> **Information**:
//! Floating element layout
//!
//! A floating element only names where it would like to be. Composition
//! searches for a free spot near the target each pass; the layout itself
//! is never changed by that search.

use super::core::{Boundary, Margin, OverflowStrategy, Priority};
use crate::foundation::math::Point2;

/// Target and search constraints of a floating element
///
/// `boundary` and `margin` left at `None` take the configured placement
/// defaults when the element is composed.
#[derive(Debug, Clone, Copy, PartialEq, Default)]
pub struct DynamicLayout {
    /// Preferred x
    pub target_x: f32,
    /// Preferred bottom edge
    pub target_y: f32,
    /// Region the chosen position must stay within
    pub boundary: Option<Boundary>,
    /// Collision padding
    pub margin: Option<Margin>,
    /// Placement order among floating elements
    pub priority: Priority,
    /// What to do when no free spot exists
    pub overflow: OverflowStrategy,
}

impl DynamicLayout {
    /// Layout aiming at `(target_x, target_y)` with default constraints
    pub fn new(target_x: f32, target_y: f32) -> Self {
        Self { target_x, target_y, ..Default::default() }
    }

    /// Restrict the search to `boundary`
    pub fn with_boundary(mut self, boundary: Boundary) -> Self {
        self.boundary = Some(boundary);
        self
    }

    /// Pad the collision box by `margin`
    pub fn with_margin(mut self, margin: Margin) -> Self {
        self.margin = Some(margin);
        self
    }

    /// Target as a point
    pub fn target(&self) -> Point2 {
        Point2::new(self.target_x, self.target_y)
    }

    /// Boundary in effect, given the configured default
    pub fn boundary_or(&self, default: Boundary) -> Boundary {
        self.boundary.unwrap_or(default)
    }

    /// Margin in effect, given the configured default
    pub fn margin_or(&self, default: Margin) -> Margin {
        self.margin.unwrap_or(default)
    }
}

#[cfg(test)]
mod tests {
    use super::*;

    #[test]
    fn test_unset_constraints_use_defaults() {
        let configured = Boundary { top: 100.0, bottom: 900.0, left: -500.0, right: 500.0 };
        let layout = DynamicLayout::new(10.0, 20.0);
        assert_eq!(layout.boundary_or(configured), configured);
        assert_eq!(layout.margin_or(Margin::default()), Margin::default());
        assert_eq!(layout.target(), Point2::new(10.0, 20.0));
    }

    #[test]
    fn test_explicit_constraints_win() {
        let own = Boundary { top: 0.0, bottom: 50.0, left: -5.0, right: 5.0 };
        let margin = Margin { top: 2.0, ..Margin::default() };
        let layout = DynamicLayout::new(0.0, 0.0).with_boundary(own).with_margin(margin);
        assert_eq!(layout.boundary_or(Boundary::default()), own);
        assert_eq!(layout.margin_or(Margin::default()), margin);
    }
}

> **How to complete this task**: Please say how many lines in the records above contain the word "OverflowStrategy", giving the number alone.

> **Answer to this problem**: 2